Aim: To develop a reproducible biofilm model consisting of Enterococcus faecalis (E. faecalis) and Porphyromonas gingivalis (P. gingivalis) and to evaluate the interaction between the two bacterial species. Methodology: E. faecalis and P. gingivalis were grown in mono-culture, sequential, and co-culture models for 96 h in a 96-well polystyrene microtiter plate under both aerobic and anaerobic conditions separately. The viability of the two bacterial species in the biofilms was quantified by polymerase chain reaction (qPCR). Biofilm thickness and protein contents were measured using confocal laser scanning microscopy (CLSM). Two-way analysis of variance (ANOVA) was performed to analyze cell viability and biofilm thickness among different culture models cultivated under either aerobic or anaerobic conditions.
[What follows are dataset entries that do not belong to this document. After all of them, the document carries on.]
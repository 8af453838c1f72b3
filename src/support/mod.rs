//! Customer support service
//!
//! Owns the retrieval service plus the static capabilities behind the
//! non-retrieval tools: exchange rates, branch directory, callback
//! scheduling, and the masked account-balance stub.

use crate::error::SupportError;
use crate::models::{BranchInfo, CallbackConfirmation, ExchangeRate, FunctionResult, GroundingChunk, WebSource};
use crate::retrieval::RetrievalService;
use crate::Result;
use chrono::{DateTime, NaiveDateTime, Utc};
use lazy_static::lazy_static;
use std::sync::atomic::{AtomicBool, Ordering};
use std::sync::Arc;
use tracing::info;
use uuid::Uuid;

lazy_static! {
    static ref EXCHANGE_RATES: Vec<ExchangeRate> = vec![
        ExchangeRate { currency: "USD".into(), buy_rate: 295.00, sell_rate: 305.00 },
        ExchangeRate { currency: "EUR".into(), buy_rate: 320.50, sell_rate: 330.50 },
        ExchangeRate { currency: "GBP".into(), buy_rate: 380.25, sell_rate: 390.25 },
        ExchangeRate { currency: "AUD".into(), buy_rate: 195.75, sell_rate: 205.75 },
        ExchangeRate { currency: "JPY".into(), buy_rate: 2.15, sell_rate: 2.25 },
        ExchangeRate { currency: "CAD".into(), buy_rate: 218.50, sell_rate: 228.50 },
    ];

    static ref BRANCH_DIRECTORY: Vec<BranchInfo> = vec![
        BranchInfo {
            name: "Colombo Main Branch".into(),
            address: "No. 110, Sir James Peiris Mawatha, Colombo 02".into(),
            phone: "+94 11 230 3050".into(),
            services: vec![
                "All Banking Services".into(),
                "Foreign Exchange".into(),
                "Loans".into(),
                "Safe Deposit".into(),
            ],
            hours: "Mon-Fri: 9:00 AM - 5:00 PM".into(),
        },
        BranchInfo {
            name: "Kandy Branch".into(),
            address: "No. 123, Kandy Road, Kandy".into(),
            phone: "+94 81 222 3456".into(),
            services: vec![
                "All Banking Services".into(),
                "ATM".into(),
                "Loans".into(),
            ],
            hours: "Mon-Fri: 9:00 AM - 4:30 PM".into(),
        },
        BranchInfo {
            name: "Galle Branch".into(),
            address: "No. 456, Galle Road, Galle".into(),
            phone: "+94 91 234 5678".into(),
            services: vec![
                "All Banking Services".into(),
                "Foreign Exchange".into(),
            ],
            hours: "Mon-Fri: 9:00 AM - 4:30 PM".into(),
        },
    ];
}

const RATE_DISCLAIMER: &str =
    "Rates are indicative and subject to change. Please visit a branch for actual rates.";

pub struct SupportService {
    retrieval: Arc<RetrievalService>,
    initialized: AtomicBool,
}

impl SupportService {
    pub fn new(retrieval: Arc<RetrievalService>) -> Self {
        Self {
            retrieval,
            initialized: AtomicBool::new(false),
        }
    }

    /// Build the retrieval index. Idempotent; retrieval-backed operations
    /// refuse to run until this has completed once.
    pub async fn initialize(&self) -> Result<()> {
        if self.initialized.load(Ordering::Acquire) {
            return Ok(());
        }

        self.retrieval.index().await?;
        self.initialized.store(true, Ordering::Release);

        info!(
            documents = self.retrieval.store().len(),
            "Support service initialized"
        );
        Ok(())
    }

    pub fn is_initialized(&self) -> bool {
        self.initialized.load(Ordering::Acquire)
    }

    /// Knowledge base search with provenance for grounding.
    pub async fn search_knowledge(&self, query: &str, limit: usize) -> Result<FunctionResult> {
        if !self.is_initialized() {
            return Err(SupportError::NotInitialized(
                "knowledge search requested before the retrieval index was built".to_string(),
            ));
        }

        let outcome = self.retrieval.search(query, limit, 0.7).await?;

        let sources = outcome
            .documents
            .iter()
            .map(|doc| format!("{} ({})", doc.title, doc.id))
            .collect();

        let grounding_chunks = outcome
            .documents
            .iter()
            .map(|doc| GroundingChunk {
                content: doc.content.clone(),
                score: doc.score,
                web: Some(WebSource {
                    uri: format!("internal://{}", doc.id),
                    title: doc.title.clone(),
                }),
            })
            .collect();

        Ok(FunctionResult {
            result: serde_json::json!({
                "results": outcome.documents,
                "query": outcome.query,
                "total_found": outcome.total_results,
                "search_time_ms": outcome.elapsed_ms,
            }),
            sources,
            grounding_chunks,
            error: None,
        })
    }

    /// Indicative exchange rates against LKR, optionally filtered.
    pub fn exchange_rates(&self, currency: Option<&str>) -> FunctionResult {
        let rates: Vec<&ExchangeRate> = match currency {
            Some(code) => EXCHANGE_RATES
                .iter()
                .filter(|rate| rate.currency.eq_ignore_ascii_case(code))
                .collect(),
            None => EXCHANGE_RATES.iter().collect(),
        };

        let mut result = FunctionResult::ok(serde_json::json!({
            "base_currency": "LKR",
            "rates": rates,
            "last_updated": Utc::now().to_rfc3339(),
            "disclaimer": RATE_DISCLAIMER,
        }));
        result.sources = vec!["Treasury Department".to_string()];
        result
    }

    /// Substring match over the static branch directory.
    pub fn find_branches(&self, location: &str, limit: usize) -> Result<FunctionResult> {
        if location.trim().is_empty() {
            return Err(SupportError::InvalidArgument(
                "location must be a non-empty string".to_string(),
            ));
        }

        let needle = location.to_lowercase();
        let branches: Vec<&BranchInfo> = BRANCH_DIRECTORY
            .iter()
            .filter(|branch| {
                branch.name.to_lowercase().contains(&needle)
                    || branch.address.to_lowercase().contains(&needle)
            })
            .take(limit)
            .collect();

        let total_found = branches.len();
        let mut result = FunctionResult::ok(serde_json::json!({
            "branches": branches,
            "search_location": location,
            "total_found": total_found,
        }));
        result.sources = vec!["Branch Directory".to_string()];
        Ok(result)
    }

    /// Schedule a customer callback. Validates the phone format and requires
    /// a parseable future time.
    pub fn schedule_callback(
        &self,
        phone_number: &str,
        preferred_time: &str,
        purpose: Option<&str>,
    ) -> Result<FunctionResult> {
        if !valid_phone(phone_number) {
            return Err(SupportError::InvalidArgument(
                "phone_number is not a valid phone number".to_string(),
            ));
        }

        let scheduled_time = parse_preferred_time(preferred_time)?;
        if scheduled_time <= Utc::now() {
            return Err(SupportError::InvalidArgument(
                "preferred_time must be in the future".to_string(),
            ));
        }

        let reference = format!("CB-{}", Uuid::new_v4());
        let purpose = purpose.unwrap_or("General Inquiry").to_string();

        let confirmation = CallbackConfirmation {
            reference: reference.clone(),
            phone_number: phone_number.to_string(),
            scheduled_time,
            purpose,
            confirmation_message: format!(
                "Your callback has been scheduled. Reference: {}. A representative \
                 will call you at {} on {}.",
                reference,
                phone_number,
                scheduled_time.to_rfc3339()
            ),
        };

        info!(reference = %confirmation.reference, "Callback scheduled");

        let mut result = FunctionResult::ok(serde_json::to_value(&confirmation)?);
        result.sources = vec!["Customer Service".to_string()];
        Ok(result)
    }

    /// Account balance stub. Requires an authenticated user id and masks the
    /// account number in the reply.
    pub fn account_balance(
        &self,
        account_number: &str,
        user_id: Option<&str>,
    ) -> Result<FunctionResult> {
        if user_id.map(str::trim).filter(|v| !v.is_empty()).is_none() {
            return Err(SupportError::InvalidArgument(
                "account information requires an authenticated user_id".to_string(),
            ));
        }

        let mut result = FunctionResult::ok(serde_json::json!({
            "account_number": mask_account_number(account_number),
            "balance": "LKR 125,450.75",
            "available_balance": "LKR 125,450.75",
            "account_type": "Savings Account",
            "message": "For detailed account information please verify your \
                        identity through the mobile app or visit a branch.",
        }));
        result.sources = vec!["Account Services".to_string()];
        Ok(result)
    }

    pub fn stats(&self) -> serde_json::Value {
        serde_json::json!({
            "initialized": self.is_initialized(),
            "knowledge": self.retrieval.store().stats(),
            "exchange_currencies": EXCHANGE_RATES.len(),
            "branches": BRANCH_DIRECTORY.len(),
        })
    }
}

/// Basic phone format check: 7-15 characters of digits, +, -, parens, space.
fn valid_phone(phone: &str) -> bool {
    let len = phone.chars().count();
    (7..=15).contains(&len)
        && phone
            .chars()
            .all(|c| c.is_ascii_digit() || matches!(c, '+' | '-' | '(' | ')' | ' '))
}

/// Accept RFC 3339 or a bare `YYYY-MM-DDTHH:MM:SS` local timestamp (read as
/// UTC).
fn parse_preferred_time(raw: &str) -> Result<DateTime<Utc>> {
    if let Ok(parsed) = DateTime::parse_from_rfc3339(raw) {
        return Ok(parsed.with_timezone(&Utc));
    }

    NaiveDateTime::parse_from_str(raw, "%Y-%m-%dT%H:%M:%S")
        .map(|naive| naive.and_utc())
        .map_err(|_| {
            SupportError::InvalidArgument(format!(
                "preferred_time '{}' is not a recognized timestamp",
                raw
            ))
        })
}

/// Mask all but the last four digits.
fn mask_account_number(account_number: &str) -> String {
    let chars: Vec<char> = account_number.chars().collect();
    let visible_from = chars.len().saturating_sub(4);

    chars
        .iter()
        .enumerate()
        .map(|(i, c)| if i < visible_from { '*' } else { *c })
        .collect()
}
//! REST API for the banking support agent
//!
//! Exposes the function dispatcher over HTTP so a web voice client can
//! forward tool-call batches and read service health.

use axum::{extract::State, http::StatusCode, routing::get, routing::post, Json, Router};
use serde::{Deserialize, Serialize};
use std::sync::Arc;
use tower_http::cors::CorsLayer;
use tracing::info;

use crate::dispatcher::FunctionDispatcher;
use crate::models::ToolCall;

/// =============================
/// Request Models
/// =============================

#[derive(Debug, Deserialize)]
pub struct DispatchRequest {
    pub calls: Vec<ToolCall>,
}

/// =============================
/// Response Wrapper
/// =============================

#[derive(Debug, Serialize, Deserialize)]
pub struct ApiResponse {
    pub success: bool,
    pub data: Option<serde_json::Value>,
    pub error: Option<String>,
    pub timestamp: String,
}

impl ApiResponse {
    pub fn success<T: Serialize>(data: T) -> Self {
        Self {
            success: true,
            data: serde_json::to_value(data).ok(),
            error: None,
            timestamp: chrono::Utc::now().to_rfc3339(),
        }
    }

    pub fn error(message: String) -> Self {
        Self {
            success: false,
            data: None,
            error: Some(message),
            timestamp: chrono::Utc::now().to_rfc3339(),
        }
    }
}

/// =============================
/// API State
/// =============================

#[derive(Clone)]
pub struct ApiState {
    pub dispatcher: Arc<FunctionDispatcher>,
}

/// =============================
/// Health Endpoint
/// =============================

async fn health(State(state): State<ApiState>) -> Json<serde_json::Value> {
    Json(serde_json::json!({
        "status": "healthy",
        "initialized": state.dispatcher.is_initialized(),
        "timestamp": chrono::Utc::now().to_rfc3339()
    }))
}

/// =============================
/// Dispatch Endpoint
/// =============================

/// Runs a tool-call batch and returns one response per call, in request
/// order. Per-call failures ride inside the envelopes; a non-200 status
/// here means the request itself was malformed.
async fn dispatch(
    State(state): State<ApiState>,
    Json(req): Json<DispatchRequest>,
) -> (StatusCode, Json<ApiResponse>) {
    info!(batch_size = req.calls.len(), "Received dispatch request");

    if req.calls.is_empty() {
        return (
            StatusCode::BAD_REQUEST,
            Json(ApiResponse::error("calls must not be empty".into())),
        );
    }

    let responses = state.dispatcher.dispatch(req.calls).await;

    (
        StatusCode::OK,
        Json(ApiResponse::success(serde_json::json!({
            "functionResponses": responses,
        }))),
    )
}

/// =============================
/// Stats Endpoint
/// =============================

async fn stats(State(state): State<ApiState>) -> (StatusCode, Json<ApiResponse>) {
    (
        StatusCode::OK,
        Json(ApiResponse::success(state.dispatcher.stats())),
    )
}

/// =============================
/// Router
/// =============================

pub fn create_router(dispatcher: Arc<FunctionDispatcher>) -> Router {
    let state = ApiState { dispatcher };

    Router::new()
        .route("/health", get(health))
        .route("/api/dispatch", post(dispatch))
        .route("/api/stats", get(stats))
        .with_state(state)
        .layer(CorsLayer::permissive())
}

/// =============================
/// Server Startup
/// =============================

pub async fn start_server(
    dispatcher: Arc<FunctionDispatcher>,
    port: u16,
) -> std::result::Result<(), Box<dyn std::error::Error>> {
    let router = create_router(dispatcher);

    let listener = tokio::net::TcpListener::bind(format!("0.0.0.0:{}", port)).await?;

    info!("API Server listening on http://0.0.0.0:{}", port);
    info!("Local: http://127.0.0.1:{}", port);

    axum::serve(listener, router).await?;

    Ok(())
}
//! Error types for the banking support agent

use thiserror::Error;

/// Result type alias for agent operations
pub type Result<T> = std::result::Result<T, SupportError>;

#[derive(Error, Debug)]
pub enum SupportError {

    // =============================
    // Per-call Errors
    // =============================

    #[error("Invalid argument: {0}")]
    InvalidArgument(String),

    #[error("Backend unavailable: {0}")]
    BackendUnavailable(String),

    #[error("Unknown function: {0}")]
    UnknownFunction(String),

    #[error("Not initialized: {0}")]
    NotInitialized(String),

    #[error("Knowledge load error: {0}")]
    KnowledgeLoadError(String),

    // =============================
    // Session Errors
    // =============================

    #[error("Connection failure: {0}")]
    ConnectionFailure(String),

    #[error("Circuit breaker open: {0}")]
    CircuitOpen(String),

    // =============================
    // External Library Conversions
    // =============================

    #[error("Serialization error: {0}")]
    SerializationError(#[from] serde_json::Error),

    #[error("HTTP client error: {0}")]
    HttpError(#[from] reqwest::Error),

    #[error("IO error: {0}")]
    IoError(#[from] std::io::Error),
}
//! JSON REST API for Roster.
//!
//! Exposes an axum [`Router`] backed by any [`roster_core::ProfileStore`].
//! CORS, tracing, and transport concerns are the caller's responsibility.
//!
//! # Mounting
//!
//! ```rust,ignore
//! .nest("/api", roster_api::api_router(store.clone()))
//! ```

pub mod error;
pub mod profiles;

use std::sync::Arc;

use axum::{Router, routing::get};
use roster_core::ProfileStore;

pub use error::ApiError;

/// Build a fully-materialised API router for `store`.
///
/// The returned `Router<()>` can be nested into any parent router regardless
/// of its own state type.
pub fn api_router<S>(store: Arc<S>) -> Router<()>
where
  S: ProfileStore + 'static,
{
  Router::new()
    .route("/profiles", get(profiles::list::<S>).post(profiles::create::<S>))
    .route("/profile/{id}", get(profiles::get_one::<S>).patch(profiles::update::<S>))
    .with_state(store)
}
The level of significance was set at p < 0.05. Results: Different culture models tested did not show any significant difference between the viable cell counts of both E. faecalis and P. gingivalis cultivated under aerobic and anaerobic conditions (p > 0.05). Biofilm was significantly thicker (p < 0.05) in the co-culture models compared to the mono-culture and sequential models. Protein contents in the biofilms were more pronounced when both bacterial species were co-cultured under aerobic conditions. Conclusions: E. faecalis appeared to shield P. gingivalis and support its continued growth in oxic (aerobic) conditions. The co-culture model of E. faecalis and P. gingivalis produced a significantly thicker biofilm irrespective of the presence or absence of oxygen, while increased protein contents were only observed in the presence of oxygen.